Entries follow. Return each line that contains the word "back".

------ Dataset content

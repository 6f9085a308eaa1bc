mod components;
mod mob;

pub use components::{
    ActorFlags, Angle, Anim, NUM_PSPRITES, PlayerSprite, PlayerSprites, Position, PrevPosition,
    Subsector, render_position,
};
pub use mob::spawn_thing;
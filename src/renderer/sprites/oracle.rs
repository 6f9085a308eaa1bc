//! Decides whether a sprite may be cut at a BSP partition.
//!
//! A cut is refused where the piece on the far side would show through
//! geometry that should hide it: solid walls, masked or translucent mid
//! textures, and the upper/lower parts of visible two-sided walls.

use log::trace;

use super::SplitTestLine;
use crate::world::{
    FrameVisibility, Level, LinedefFlags, NodeRef, SegmentId, lines_intersect,
};

/// `true` if `line` crosses no blocking wall anywhere below `at`.
pub(crate) fn can_split(level: &Level, vis: &FrameVisibility, at: NodeRef, line: &SplitTestLine) -> bool {
    match at {
        NodeRef::Subsector(ss) => level
            .segs_of_subsector(ss)
            .all(|seg| seg_permits(level, vis, seg as SegmentId, line)),
        NodeRef::Node(n) => {
            let node = &level.nodes[n as usize];
            let side1 = node.point_side(line.p1);
            let side2 = node.point_side(line.p2);

            if !can_split(level, vis, node.child[side1], line) {
                return false;
            }
            side1 == side2 || can_split(level, vis, node.child[side2], line)
        }
    }
}

fn seg_permits(level: &Level, vis: &FrameVisibility, seg_id: SegmentId, line: &SplitTestLine) -> bool {
    let seg = &level.segs[seg_id as usize];
    let (a, b) = level.linedef_line(seg.linedef);
    if !lines_intersect(a, b, line.p1, line.p2) {
        return true;
    }

    let Some(back) = seg.back_sector else {
        trace!("split blocked by one-sided seg {seg_id}");
        return false;
    };

    let flags = level.linedefs[seg.linedef as usize].flags;
    if flags.intersects(LinedefFlags::MID_MASKED | LinedefFlags::MID_TRANSLUCENT) {
        trace!("split blocked by mid texture on seg {seg_id}");
        return false;
    }

    // Off-screen two-sided walls never block: nobody sees the cut.
    if !vis.seg_visible(seg_id) {
        return true;
    }

    let front = &level.sectors[seg.front_sector as usize];
    let back = &level.sectors[back as usize];
    let gap_bottom = front.floor_draw_h.max(back.floor_draw_h);
    let gap_top = front.ceil_draw_h.min(back.ceil_draw_h);
    line.y >= gap_bottom && line.y <= gap_top
}
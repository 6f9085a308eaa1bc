//! Rendering abstraction layer.
//!
//! *The sprite code never touches a pixel buffer directly.*
//! It selects a [`DrawPipeline`] and submits textured quads to a type that
//! implements [`DrawSink`].
//!
//! * A GPU back-end turns the calls into vertex batches.
//! * [`DrawList`] just records them, which is what the tests and the debug
//!   viewer use.

use glam::{Vec2, Vec3};

use crate::world::{Rgb, TexWindow};

pub mod sprites;

/// How a batch of geometry is blended into the frame.
#[derive(Copy, Clone, Debug, PartialEq, Eq, Hash)]
pub enum DrawPipeline {
    /// Opaque, texel colour 0 discarded.
    SpriteMasked,
    SpriteAdditive,
    SpriteSubtractive,
    /// 50/50 blend with the framebuffer.
    SpriteAlpha,
    /// Screen-space overlay (weapon).
    Ui,
    UiAdditive,
}

/// Per-channel blend strength; 128 = 100%.
#[derive(Copy, Clone, Debug, PartialEq, Eq)]
pub struct SemiTransparency {
    pub r: u8,
    pub g: u8,
    pub b: u8,
    pub a: u8,
}

impl SemiTransparency {
    pub const FULL: SemiTransparency = SemiTransparency::new(128, 128, 128, 128);

    #[inline]
    pub const fn new(r: u8, g: u8, b: u8, a: u8) -> Self {
        Self { r, g, b, a }
    }
}

impl Default for SemiTransparency {
    fn default() -> Self {
        Self::FULL
    }
}

/// One corner of a world-space quad.  `pos` is in render space (y up).
#[derive(Copy, Clone, Debug, PartialEq)]
pub struct WorldVertex {
    pub pos: Vec3,
    /// Texel coordinates relative to the atlas window.
    pub uv: Vec2,
    pub color: Rgb,
}

/// Textured quad in the 3D view.
///
/// Corners run bottom-left, top-left, top-right, bottom-right.
#[derive(Copy, Clone, Debug, PartialEq)]
pub struct WorldQuad {
    pub corners: [WorldVertex; 4],
    pub window: TexWindow,
    pub st_mul: SemiTransparency,
}

/// Axis-aligned screen-space sprite.
#[derive(Copy, Clone, Debug, PartialEq)]
pub struct UiSprite {
    pub x: i32,
    pub y: i32,
    pub w: u16,
    pub h: u16,
    /// Top-left texel inside `window`.
    pub u: u16,
    pub v: u16,
    pub window: TexWindow,
    pub color: Rgb,
    pub alpha: u8,
}

/// Destination for sprite draw calls.
///
/// Every `add_*` call uses the pipeline selected by the most recent
/// `set_pipeline`.
pub trait DrawSink {
    fn set_pipeline(&mut self, pipeline: DrawPipeline);

    fn add_world_quad(&mut self, quad: &WorldQuad);

    fn add_ui_sprite(&mut self, sprite: &UiSprite);
}

/// What a [`DrawList`] recorded.
#[derive(Clone, Debug, PartialEq)]
pub enum DrawCall {
    Pipeline(DrawPipeline),
    World(WorldQuad),
    Ui(UiSprite),
}

/// [`DrawSink`] that keeps every call in submission order.
#[derive(Default, Debug)]
pub struct DrawList {
    pub calls: Vec<DrawCall>,
}

impl DrawList {
    pub fn clear(&mut self) {
        self.calls.clear();
    }

    /// Recorded world quads, each with the pipeline active when it was added.
    pub fn world_quads(&self) -> impl Iterator<Item = (DrawPipeline, &WorldQuad)> + '_ {
        let mut pipe = None;
        self.calls.iter().filter_map(move |c| match c {
            DrawCall::Pipeline(p) => {
                pipe = Some(*p);
                None
            }
            DrawCall::World(q) => pipe.map(|p| (p, q)),
            DrawCall::Ui(_) => None,
        })
    }

    pub fn ui_sprites(&self) -> impl Iterator<Item = (DrawPipeline, &UiSprite)> + '_ {
        let mut pipe = None;
        self.calls.iter().filter_map(move |c| match c {
            DrawCall::Pipeline(p) => {
                pipe = Some(*p);
                None
            }
            DrawCall::Ui(s) => pipe.map(|p| (p, s)),
            DrawCall::World(_) => None,
        })
    }
}

impl DrawSink for DrawList {
    fn set_pipeline(&mut self, pipeline: DrawPipeline) {
        self.calls.push(DrawCall::Pipeline(pipeline));
    }

    fn add_world_quad(&mut self, quad: &WorldQuad) {
        self.calls.push(DrawCall::World(*quad));
    }

    fn add_ui_sprite(&mut self, sprite: &UiSprite) {
        self.calls.push(DrawCall::Ui(*sprite));
    }
}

------------

# Written solution
    let Some(back) = seg.back_sector else {
    let back = &level.sectors[back as usize];
    let gap_bottom = front.floor_draw_h.max(back.floor_draw_h);
    let gap_top = front.ceil_draw_h.min(back.ceil_draw_h);
//! * A GPU back-end turns the calls into vertex batches.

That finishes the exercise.